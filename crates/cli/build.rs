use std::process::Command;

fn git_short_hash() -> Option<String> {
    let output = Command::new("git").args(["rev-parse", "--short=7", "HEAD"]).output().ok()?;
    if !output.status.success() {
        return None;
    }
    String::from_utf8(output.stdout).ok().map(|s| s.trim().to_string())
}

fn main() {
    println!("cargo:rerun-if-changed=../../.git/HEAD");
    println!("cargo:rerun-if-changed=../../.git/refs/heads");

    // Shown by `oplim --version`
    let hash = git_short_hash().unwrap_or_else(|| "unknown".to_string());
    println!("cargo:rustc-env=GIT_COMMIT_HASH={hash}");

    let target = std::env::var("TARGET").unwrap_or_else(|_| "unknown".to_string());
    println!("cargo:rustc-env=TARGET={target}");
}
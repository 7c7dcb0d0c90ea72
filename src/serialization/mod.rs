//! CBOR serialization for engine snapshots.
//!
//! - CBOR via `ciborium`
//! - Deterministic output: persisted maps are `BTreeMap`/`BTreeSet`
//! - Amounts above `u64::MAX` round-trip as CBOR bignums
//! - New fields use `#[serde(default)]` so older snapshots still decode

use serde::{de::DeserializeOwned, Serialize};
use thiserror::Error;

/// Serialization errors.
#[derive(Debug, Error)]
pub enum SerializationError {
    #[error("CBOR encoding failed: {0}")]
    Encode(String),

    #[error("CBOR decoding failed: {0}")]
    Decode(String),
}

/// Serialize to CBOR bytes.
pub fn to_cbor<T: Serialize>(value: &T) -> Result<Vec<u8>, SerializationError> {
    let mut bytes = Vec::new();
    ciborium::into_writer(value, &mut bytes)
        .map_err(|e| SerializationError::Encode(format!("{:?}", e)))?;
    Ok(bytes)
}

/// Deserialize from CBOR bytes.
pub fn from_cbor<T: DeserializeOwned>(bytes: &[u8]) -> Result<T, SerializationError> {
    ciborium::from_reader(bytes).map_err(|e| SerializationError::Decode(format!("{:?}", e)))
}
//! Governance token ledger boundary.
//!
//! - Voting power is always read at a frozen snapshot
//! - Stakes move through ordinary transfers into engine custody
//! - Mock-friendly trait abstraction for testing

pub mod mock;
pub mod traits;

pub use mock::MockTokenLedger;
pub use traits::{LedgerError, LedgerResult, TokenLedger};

--

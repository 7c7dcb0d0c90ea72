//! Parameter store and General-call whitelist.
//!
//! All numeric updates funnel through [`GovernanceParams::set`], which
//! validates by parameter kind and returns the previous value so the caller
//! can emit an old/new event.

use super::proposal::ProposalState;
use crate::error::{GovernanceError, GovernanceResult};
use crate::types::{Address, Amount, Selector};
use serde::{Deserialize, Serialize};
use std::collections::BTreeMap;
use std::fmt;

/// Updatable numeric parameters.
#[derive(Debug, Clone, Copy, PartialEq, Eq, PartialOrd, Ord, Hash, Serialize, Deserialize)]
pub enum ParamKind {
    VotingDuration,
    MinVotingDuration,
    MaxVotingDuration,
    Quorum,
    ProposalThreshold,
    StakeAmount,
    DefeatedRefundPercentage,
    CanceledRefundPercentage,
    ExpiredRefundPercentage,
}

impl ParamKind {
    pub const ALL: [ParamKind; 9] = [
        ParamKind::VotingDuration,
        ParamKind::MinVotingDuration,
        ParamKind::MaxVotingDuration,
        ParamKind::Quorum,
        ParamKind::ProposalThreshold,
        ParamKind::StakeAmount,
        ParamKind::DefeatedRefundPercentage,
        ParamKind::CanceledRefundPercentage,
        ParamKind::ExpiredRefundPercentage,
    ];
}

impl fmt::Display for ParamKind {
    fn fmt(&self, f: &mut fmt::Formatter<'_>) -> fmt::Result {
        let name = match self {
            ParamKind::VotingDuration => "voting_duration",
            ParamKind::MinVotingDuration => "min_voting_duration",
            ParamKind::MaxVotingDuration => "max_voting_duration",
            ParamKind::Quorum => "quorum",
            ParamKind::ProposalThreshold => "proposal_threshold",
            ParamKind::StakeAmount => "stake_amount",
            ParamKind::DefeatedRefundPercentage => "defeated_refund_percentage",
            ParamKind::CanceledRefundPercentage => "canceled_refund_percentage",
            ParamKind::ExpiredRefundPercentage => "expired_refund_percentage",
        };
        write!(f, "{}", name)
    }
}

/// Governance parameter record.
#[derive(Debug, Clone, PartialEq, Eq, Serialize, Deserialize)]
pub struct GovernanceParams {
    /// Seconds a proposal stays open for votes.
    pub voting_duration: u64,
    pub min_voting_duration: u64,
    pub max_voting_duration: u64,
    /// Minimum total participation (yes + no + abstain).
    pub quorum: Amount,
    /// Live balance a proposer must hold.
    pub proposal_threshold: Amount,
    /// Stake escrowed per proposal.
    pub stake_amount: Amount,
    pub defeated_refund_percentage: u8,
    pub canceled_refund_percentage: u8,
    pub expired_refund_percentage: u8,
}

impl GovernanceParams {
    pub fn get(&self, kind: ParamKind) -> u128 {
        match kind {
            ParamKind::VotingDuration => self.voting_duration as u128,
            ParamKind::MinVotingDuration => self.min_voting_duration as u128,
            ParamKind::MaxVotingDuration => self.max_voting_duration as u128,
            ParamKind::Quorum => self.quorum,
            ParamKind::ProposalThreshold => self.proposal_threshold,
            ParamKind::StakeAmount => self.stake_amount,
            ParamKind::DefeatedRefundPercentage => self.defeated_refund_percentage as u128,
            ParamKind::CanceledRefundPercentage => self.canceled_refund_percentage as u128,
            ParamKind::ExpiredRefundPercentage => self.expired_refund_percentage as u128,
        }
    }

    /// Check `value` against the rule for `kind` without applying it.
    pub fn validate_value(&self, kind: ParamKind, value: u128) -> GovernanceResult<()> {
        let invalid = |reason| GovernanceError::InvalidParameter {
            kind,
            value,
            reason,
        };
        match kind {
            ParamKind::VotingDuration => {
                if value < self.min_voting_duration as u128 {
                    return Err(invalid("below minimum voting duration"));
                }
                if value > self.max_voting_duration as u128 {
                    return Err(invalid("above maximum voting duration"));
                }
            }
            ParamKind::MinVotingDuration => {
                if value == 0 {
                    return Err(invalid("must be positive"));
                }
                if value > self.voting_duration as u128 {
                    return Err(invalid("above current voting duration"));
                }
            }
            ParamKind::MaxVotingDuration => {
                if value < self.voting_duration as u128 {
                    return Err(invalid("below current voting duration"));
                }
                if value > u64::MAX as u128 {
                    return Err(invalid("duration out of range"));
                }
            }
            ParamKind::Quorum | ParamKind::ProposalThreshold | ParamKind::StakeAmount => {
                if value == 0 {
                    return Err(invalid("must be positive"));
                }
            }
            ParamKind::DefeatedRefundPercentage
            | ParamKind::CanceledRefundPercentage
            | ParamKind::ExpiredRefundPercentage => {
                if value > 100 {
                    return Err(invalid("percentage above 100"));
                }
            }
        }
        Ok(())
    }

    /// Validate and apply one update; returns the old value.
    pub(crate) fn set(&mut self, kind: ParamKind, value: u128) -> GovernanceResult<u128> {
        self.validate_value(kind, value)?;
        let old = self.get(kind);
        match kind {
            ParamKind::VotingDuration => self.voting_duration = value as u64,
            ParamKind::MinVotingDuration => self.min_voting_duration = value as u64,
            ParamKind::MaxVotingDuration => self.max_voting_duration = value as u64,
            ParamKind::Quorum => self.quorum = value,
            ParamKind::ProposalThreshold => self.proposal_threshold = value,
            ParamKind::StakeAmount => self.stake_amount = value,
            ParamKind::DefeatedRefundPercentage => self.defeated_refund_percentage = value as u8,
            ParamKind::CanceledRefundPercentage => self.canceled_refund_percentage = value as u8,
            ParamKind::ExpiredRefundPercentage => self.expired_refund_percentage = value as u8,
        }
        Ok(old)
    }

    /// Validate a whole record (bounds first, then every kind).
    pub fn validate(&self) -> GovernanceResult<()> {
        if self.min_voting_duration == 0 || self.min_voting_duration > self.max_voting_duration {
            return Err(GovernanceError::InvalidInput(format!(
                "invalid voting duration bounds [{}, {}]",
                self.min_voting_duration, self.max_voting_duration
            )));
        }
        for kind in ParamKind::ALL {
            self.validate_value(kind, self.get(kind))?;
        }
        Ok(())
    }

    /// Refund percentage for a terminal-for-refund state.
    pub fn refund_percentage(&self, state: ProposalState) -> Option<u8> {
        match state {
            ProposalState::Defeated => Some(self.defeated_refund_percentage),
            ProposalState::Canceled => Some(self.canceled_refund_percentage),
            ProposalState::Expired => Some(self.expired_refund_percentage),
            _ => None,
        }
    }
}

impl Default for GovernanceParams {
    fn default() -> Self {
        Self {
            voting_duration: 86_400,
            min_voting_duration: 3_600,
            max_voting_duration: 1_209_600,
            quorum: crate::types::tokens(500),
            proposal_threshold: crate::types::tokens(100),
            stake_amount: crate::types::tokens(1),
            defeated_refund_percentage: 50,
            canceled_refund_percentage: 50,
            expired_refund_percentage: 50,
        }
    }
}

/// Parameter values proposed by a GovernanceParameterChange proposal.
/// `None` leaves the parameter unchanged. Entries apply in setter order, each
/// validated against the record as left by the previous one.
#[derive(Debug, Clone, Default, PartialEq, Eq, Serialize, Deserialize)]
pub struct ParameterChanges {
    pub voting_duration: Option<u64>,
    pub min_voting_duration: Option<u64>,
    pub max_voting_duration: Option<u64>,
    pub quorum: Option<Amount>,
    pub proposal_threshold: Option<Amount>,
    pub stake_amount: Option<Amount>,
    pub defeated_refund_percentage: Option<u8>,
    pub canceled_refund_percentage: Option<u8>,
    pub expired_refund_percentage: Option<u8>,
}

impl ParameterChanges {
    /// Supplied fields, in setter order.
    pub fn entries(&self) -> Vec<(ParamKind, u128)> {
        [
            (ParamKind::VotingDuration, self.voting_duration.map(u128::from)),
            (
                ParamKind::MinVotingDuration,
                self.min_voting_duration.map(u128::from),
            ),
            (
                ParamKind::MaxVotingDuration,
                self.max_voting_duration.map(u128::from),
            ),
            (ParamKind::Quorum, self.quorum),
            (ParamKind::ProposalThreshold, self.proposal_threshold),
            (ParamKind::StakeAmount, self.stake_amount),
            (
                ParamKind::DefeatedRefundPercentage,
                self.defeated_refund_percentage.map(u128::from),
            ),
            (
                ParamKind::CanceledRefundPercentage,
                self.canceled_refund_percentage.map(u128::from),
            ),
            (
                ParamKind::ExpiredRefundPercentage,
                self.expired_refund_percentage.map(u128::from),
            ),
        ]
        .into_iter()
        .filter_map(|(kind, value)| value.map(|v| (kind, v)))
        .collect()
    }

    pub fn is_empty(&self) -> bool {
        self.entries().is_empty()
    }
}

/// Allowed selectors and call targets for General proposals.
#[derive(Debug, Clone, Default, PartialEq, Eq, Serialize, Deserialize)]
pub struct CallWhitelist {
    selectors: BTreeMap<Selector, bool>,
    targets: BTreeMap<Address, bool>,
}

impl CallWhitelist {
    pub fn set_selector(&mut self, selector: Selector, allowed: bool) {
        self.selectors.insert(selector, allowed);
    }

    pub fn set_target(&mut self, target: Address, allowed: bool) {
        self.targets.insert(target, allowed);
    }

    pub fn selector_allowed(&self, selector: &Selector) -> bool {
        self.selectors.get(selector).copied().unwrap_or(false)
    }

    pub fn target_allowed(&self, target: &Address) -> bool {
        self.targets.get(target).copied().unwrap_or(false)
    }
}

(GOAL OF THE EXERCISE):
Tell how many lines of the entries above include "bytes". The answer should be the number and nothing more.

(EXERCISE RESPONSE):
7